What is being asked:
Give back every line of the data below exactly.

Exercise materials: Begin

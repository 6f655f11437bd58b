//! # kvstore - Process-Isolated Key-Value Stores
//!
//! kvstore runs key-value stores as independent tokio tasks. Each store owns
//! the state of one backend adapter and applies requests to it strictly one
//! at a time, so adapters never deal with concurrent access.
//!
//! ## Features
//!
//! - **Pluggable Backends**: An adapter implements fetch, put and delete;
//!   every richer operation is derived from those three
//! - **Native Overrides**: Adapters may replace any derived operation with a
//!   faster one without changing its observable behaviour
//! - **Serialization**: Keys and values pass through as terms or are encoded
//!   to bytes (with optional compression) before reaching the backend
//! - **TTL Support**: Per-key timers with cancellation and a default TTL
//! - **Failure Isolation**: A failing backend call or a panicking callback
//!   fails only its own request
//!
//! ## Architecture
//!
//! ```text
//! ┌─────────────────────────────────────────────────────────────────────────┐
//! │                               kvstore                                   │
//! │                                                                         │
//! │  ┌─────────────┐    ┌─────────────┐    ┌───────────────────────────┐    │
//! │  │  Registry   │───>│   Store     │───>│      Store Runtime        │    │
//! │  │ (name map)  │    │  (handle)   │    │    (one tokio task)       │    │
//! │  └─────────────┘    └─────────────┘    │                           │    │
//! │                            ▲           │  Derived ops ──> Codec    │    │
//! │                            │           │                   │       │    │
//! │                            │ delete    │                   ▼       │    │
//! │                     ┌──────┴──────┐    │               Adapter     │    │
//! │                     │   Expiry    │<───│            (state owner)  │    │
//! │                     │   Engine    │    └───────────────────────────┘    │
//! │                     └─────────────┘                                     │
//! └─────────────────────────────────────────────────────────────────────────┘
//! ```
//!
//! ## Quick Start
//!
//! ```
//! use kvstore::adapter::MemoryAdapter;
//! use kvstore::config::StoreConfig;
//! use kvstore::{Store, Term};
//!
//! # #[tokio::main(flavor = "current_thread")]
//! # async fn main() -> Result<(), kvstore::StoreError> {
//! let store = Store::start(MemoryAdapter, Default::default(), StoreConfig::new())?;
//!
//! store.put("a", 1).await?;
//! store.put("b", 2).await?;
//!
//! let taken = store.take(["a", "c"]).await?;
//! assert_eq!(taken.get(&Term::from("a")), Some(&Term::from(1)));
//! assert_eq!(taken.len(), 1);
//!
//! assert_eq!(store.pop("b", Term::Nil).await?, Term::from(2));
//! assert_eq!(store.fetch("b").await?, None);
//! # Ok(())
//! # }
//! ```
//!
//! ## Module Overview
//!
//! - [`adapter`]: The backend contract and the bundled backends
//! - [`storage`]: Store runtime, derived operations, codecs and expiry
//! - [`registry`]: Name-based lookup of running stores
//! - [`commands`]: Text command interpreter used by the shell
//! - [`config`]: Per-store runtime options
//!
//! ## Design Highlights
//!
//! ### One Owner Per Store
//!
//! The backend state lives inside the store task and nowhere else. Clients
//! hold channel senders, so there are no locks around the data and every
//! operation, including multi-step derived ones, is atomic with respect to
//! other requests to the same store.
//!
//! ### Derived Operations
//!
//! `get`, `pop`, `update`, `take`, `split`, `bump` and the rest are built
//! from fetch/put/delete. Errors abort the remaining steps and are returned
//! unchanged; steps already applied are kept.
//!
//! ### Expiry
//!
//! Each store with expiry enabled gets a timer task. It holds only a weak
//! handle to the store, and deletes expired keys through the ordinary
//! request queue.

pub mod adapter;
pub mod commands;
pub mod config;
pub mod error;
pub mod registry;
pub mod storage;
pub mod term;

// Re-export commonly used types for convenience
pub use adapter::Adapter;
pub use commands::CommandHandler;
pub use config::StoreConfig;
pub use error::{BackendError, CodecError, NoInteger, StoreError};
pub use registry::Registry;
pub use storage::{ExpiryConfig, GetAndUpdate, ShutdownReason, Store};
pub use term::Term;

/// Version of kvstore
pub const VERSION: &str = env!("CARGO_PKG_VERSION");
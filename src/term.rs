//! Logical Keys and Values
//!
//! Every store speaks in [`Term`]s, whatever its backend keeps underneath.
//! A term is a small self-describing value tree, close to what a dynamic
//! language would hand to a key-value store: nil, booleans, integers,
//! strings, raw bytes, lists, and maps.
//!
//! Terms are totally ordered and hashable, so they work as keys in both
//! hash-based and ordered backends, and they derive `serde` so byte-oriented
//! backends can encode them (see [`crate::storage::codec`]).

use serde::{Deserialize, Serialize};
use std::collections::BTreeMap;
use std::fmt;

/// A logical key or value.
#[derive(Debug, Clone, Default, PartialEq, Eq, Hash, PartialOrd, Ord, Serialize, Deserialize)]
pub enum Term {
    /// The absent value. Also what `get` returns when no default is given.
    #[default]
    Nil,
    Bool(bool),
    Int(i64),
    Str(String),
    Bytes(Vec<u8>),
    List(Vec<Term>),
    Map(BTreeMap<Term, Term>),
}

impl Term {
    /// Returns `true` for [`Term::Nil`].
    pub fn is_nil(&self) -> bool {
        matches!(self, Term::Nil)
    }

    /// Returns the integer payload, if this is an integer.
    pub fn as_int(&self) -> Option<i64> {
        match self {
            Term::Int(n) => Some(*n),
            _ => None,
        }
    }

    /// Returns the string payload, if this is a string.
    pub fn as_str(&self) -> Option<&str> {
        match self {
            Term::Str(s) => Some(s),
            _ => None,
        }
    }
}

impl fmt::Display for Term {
    fn fmt(&self, f: &mut fmt::Formatter<'_>) -> fmt::Result {
        match self {
            Term::Nil => write!(f, "nil"),
            Term::Bool(b) => write!(f, "{}", b),
            Term::Int(n) => write!(f, "{}", n),
            Term::Str(s) => write!(f, "{:?}", s),
            Term::Bytes(b) => write!(f, "<{} bytes>", b.len()),
            Term::List(items) => {
                write!(f, "[")?;
                for (i, item) in items.iter().enumerate() {
                    if i > 0 {
                        write!(f, ", ")?;
                    }
                    write!(f, "{}", item)?;
                }
                write!(f, "]")
            }
            Term::Map(entries) => {
                write!(f, "{{")?;
                for (i, (k, v)) in entries.iter().enumerate() {
                    if i > 0 {
                        write!(f, ", ")?;
                    }
                    write!(f, "{}: {}", k, v)?;
                }
                write!(f, "}}")
            }
        }
    }
}

impl From<bool> for Term {
    fn from(b: bool) -> Self {
        Term::Bool(b)
    }
}

impl From<i64> for Term {
    fn from(n: i64) -> Self {
        Term::Int(n)
    }
}

impl From<i32> for Term {
    fn from(n: i32) -> Self {
        Term::Int(n.into())
    }
}

impl From<&str> for Term {
    fn from(s: &str) -> Self {
        Term::Str(s.to_string())
    }
}

impl From<String> for Term {
    fn from(s: String) -> Self {
        Term::Str(s)
    }
}

impl From<Vec<u8>> for Term {
    fn from(b: Vec<u8>) -> Self {
        Term::Bytes(b)
    }
}

impl From<Vec<Term>> for Term {
    fn from(items: Vec<Term>) -> Self {
        Term::List(items)
    }
}

impl From<BTreeMap<Term, Term>> for Term {
    fn from(entries: BTreeMap<Term, Term>) -> Self {
        Term::Map(entries)
    }
}

impl<T: Into<Term>> From<Option<T>> for Term {
    fn from(value: Option<T>) -> Self {
        value.map(Into::into).unwrap_or(Term::Nil)
    }
}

Exercise materials: End

Output of the task:
repository 6f655f11437bd58b
//! # kvstore - Process-Isolated Key-Value Stores
//!
//! kvstore runs key-value stores as independent tokio tasks. Each store owns
//! the state of one backend adapter and applies requests to it strictly one
//! at a time, so adapters never deal with concurrent access.
//!
//! ## Features
//!
//! - **Pluggable Backends**: An adapter implements fetch, put and delete;
//!   every richer operation is derived from those three
//! - **Native Overrides**: Adapters may replace any derived operation with a
//!   faster one without changing its observable behaviour
//! - **Serialization**: Keys and values pass through as terms or are encoded
//!   to bytes (with optional compression) before reaching the backend
//! - **TTL Support**: Per-key timers with cancellation and a default TTL
//! - **Failure Isolation**: A failing backend call or a panicking callback
//!   fails only its own request
//!
//! ## Architecture
//!
//! ```text
//! ┌─────────────────────────────────────────────────────────────────────────┐
//! │                               kvstore                                   │
//! │                                                                         │
//! │  ┌─────────────┐    ┌─────────────┐    ┌───────────────────────────┐    │
//! │  │  Registry   │───>│   Store     │───>│      Store Runtime        │    │
//! │  │ (name map)  │    │  (handle)   │    │    (one tokio task)       │    │
//! │  └─────────────┘    └─────────────┘    │                           │    │
//! │                            ▲           │  Derived ops ──> Codec    │    │
//! │                            │           │                   │       │    │
//! │                            │ delete    │                   ▼       │    │
//! │                     ┌──────┴──────┐    │               Adapter     │    │
//! │                     │   Expiry    │<───│            (state owner)  │    │
//! │                     │   Engine    │    └───────────────────────────┘    │
//! │                     └─────────────┘                                     │
//! └─────────────────────────────────────────────────────────────────────────┘
//! ```
//!
//! ## Quick Start
//!
//! ```
//! use kvstore::adapter::MemoryAdapter;
//! use kvstore::config::StoreConfig;
//! use kvstore::{Store, Term};
//!
//! # #[tokio::main(flavor = "current_thread")]
//! # async fn main() -> Result<(), kvstore::StoreError> {
//! let store = Store::start(MemoryAdapter, Default::default(), StoreConfig::new())?;
//!
//! store.put("a", 1).await?;
//! store.put("b", 2).await?;
//!
//! let taken = store.take(["a", "c"]).await?;
//! assert_eq!(taken.get(&Term::from("a")), Some(&Term::from(1)));
//! assert_eq!(taken.len(), 1);
//!
//! assert_eq!(store.pop("b", Term::Nil).await?, Term::from(2));
//! assert_eq!(store.fetch("b").await?, None);
//! # Ok(())
//! # }
//! ```
//!
//! ## Module Overview
//!
//! - [`adapter`]: The backend contract and the bundled backends
//! - [`storage`]: Store runtime, derived operations, codecs and expiry
//! - [`registry`]: Name-based lookup of running stores
//! - [`commands`]: Text command interpreter used by the shell
//! - [`config`]: Per-store runtime options
//!
//! ## Design Highlights
//!
//! ### One Owner Per Store
//!
//! The backend state lives inside the store task and nowhere else. Clients
//! hold channel senders, so there are no locks around the data and every
//! operation, including multi-step derived ones, is atomic with respect to
//! other requests to the same store.
//!
//! ### Derived Operations
//!
//! `get`, `pop`, `update`, `take`, `split`, `bump` and the rest are built
//! from fetch/put/delete. Errors abort the remaining steps and are returned
//! unchanged; steps already applied are kept.
//!
//! ### Expiry
//!
//! Each store with expiry enabled gets a timer task. It holds only a weak
//! handle to the store, and deletes expired keys through the ordinary
//! request queue.

pub mod adapter;
pub mod commands;
pub mod config;
pub mod error;
pub mod registry;
pub mod storage;
pub mod term;

// Re-export commonly used types for convenience
pub use adapter::Adapter;
pub use commands::CommandHandler;
pub use config::StoreConfig;
pub use error::{BackendError, CodecError, NoInteger, StoreError};
pub use registry::Registry;
pub use storage::{ExpiryConfig, GetAndUpdate, ShutdownReason, Store};
pub use term::Term;

/// Version of kvstore
pub const VERSION: &str = env!("CARGO_PKG_VERSION");
filename src/term.rs
//! Logical Keys and Values
//!
//! Every store speaks in [`Term`]s, whatever its backend keeps underneath.
//! A term is a small self-describing value tree, close to what a dynamic
//! language would hand to a key-value store: nil, booleans, integers,
//! strings, raw bytes, lists, and maps.
//!
//! Terms are totally ordered and hashable, so they work as keys in both
//! hash-based and ordered backends, and they derive `serde` so byte-oriented
//! backends can encode them (see [`crate::storage::codec`]).

use serde::{Deserialize, Serialize};
use std::collections::BTreeMap;
use std::fmt;

/// A logical key or value.
#[derive(Debug, Clone, Default, PartialEq, Eq, Hash, PartialOrd, Ord, Serialize, Deserialize)]
pub enum Term {
    /// The absent value. Also what `get` returns when no default is given.
    #[default]
    Nil,
    Bool(bool),
    Int(i64),
    Str(String),
    Bytes(Vec<u8>),
    List(Vec<Term>),
    Map(BTreeMap<Term, Term>),
}

impl Term {
    /// Returns `true` for [`Term::Nil`].
    pub fn is_nil(&self) -> bool {
        matches!(self, Term::Nil)
    }

    /// Returns the integer payload, if this is an integer.
    pub fn as_int(&self) -> Option<i64> {
        match self {
            Term::Int(n) => Some(*n),
            _ => None,
        }
    }

    /// Returns the string payload, if this is a string.
    pub fn as_str(&self) -> Option<&str> {
        match self {
            Term::Str(s) => Some(s),
            _ => None,
        }
    }
}

impl fmt::Display for Term {
    fn fmt(&self, f: &mut fmt::Formatter<'_>) -> fmt::Result {
        match self {
            Term::Nil => write!(f, "nil"),
            Term::Bool(b) => write!(f, "{}", b),
            Term::Int(n) => write!(f, "{}", n),
            Term::Str(s) => write!(f, "{:?}", s),
            Term::Bytes(b) => write!(f, "<{} bytes>", b.len()),
            Term::List(items) => {
                write!(f, "[")?;
                for (i, item) in items.iter().enumerate() {
                    if i > 0 {
                        write!(f, ", ")?;
                    }
                    write!(f, "{}", item)?;
                }
                write!(f, "]")
            }
            Term::Map(entries) => {
                write!(f, "{{")?;
                for (i, (k, v)) in entries.iter().enumerate() {
                    if i > 0 {
                        write!(f, ", ")?;
                    }
                    write!(f, "{}: {}", k, v)?;
                }
                write!(f, "}}")
            }
        }
    }
}

impl From<bool> for Term {
    fn from(b: bool) -> Self {
        Term::Bool(b)
    }
}

impl From<i64> for Term {
    fn from(n: i64) -> Self {
        Term::Int(n)
    }
}

impl From<i32> for Term {
    fn from(n: i32) -> Self {
        Term::Int(n.into())
    }
}

impl From<&str> for Term {
    fn from(s: &str) -> Self {
        Term::Str(s.to_string())
    }
}

impl From<String> for Term {
    fn from(s: String) -> Self {
        Term::Str(s)
    }
}

impl From<Vec<u8>> for Term {
    fn from(b: Vec<u8>) -> Self {
        Term::Bytes(b)
    }
}

impl From<Vec<Term>> for Term {
    fn from(items: Vec<Term>) -> Self {
        Term::List(items)
    }
}

impl From<BTreeMap<Term, Term>> for Term {
    fn from(entries: BTreeMap<Term, Term>) -> Self {
        Term::Map(entries)
    }
}

impl<T: Into<Term>> From<Option<T>> for Term {
    fn from(value: Option<T>) -> Self {
        value.map(Into::into).unwrap_or(Term::Nil)
    }
}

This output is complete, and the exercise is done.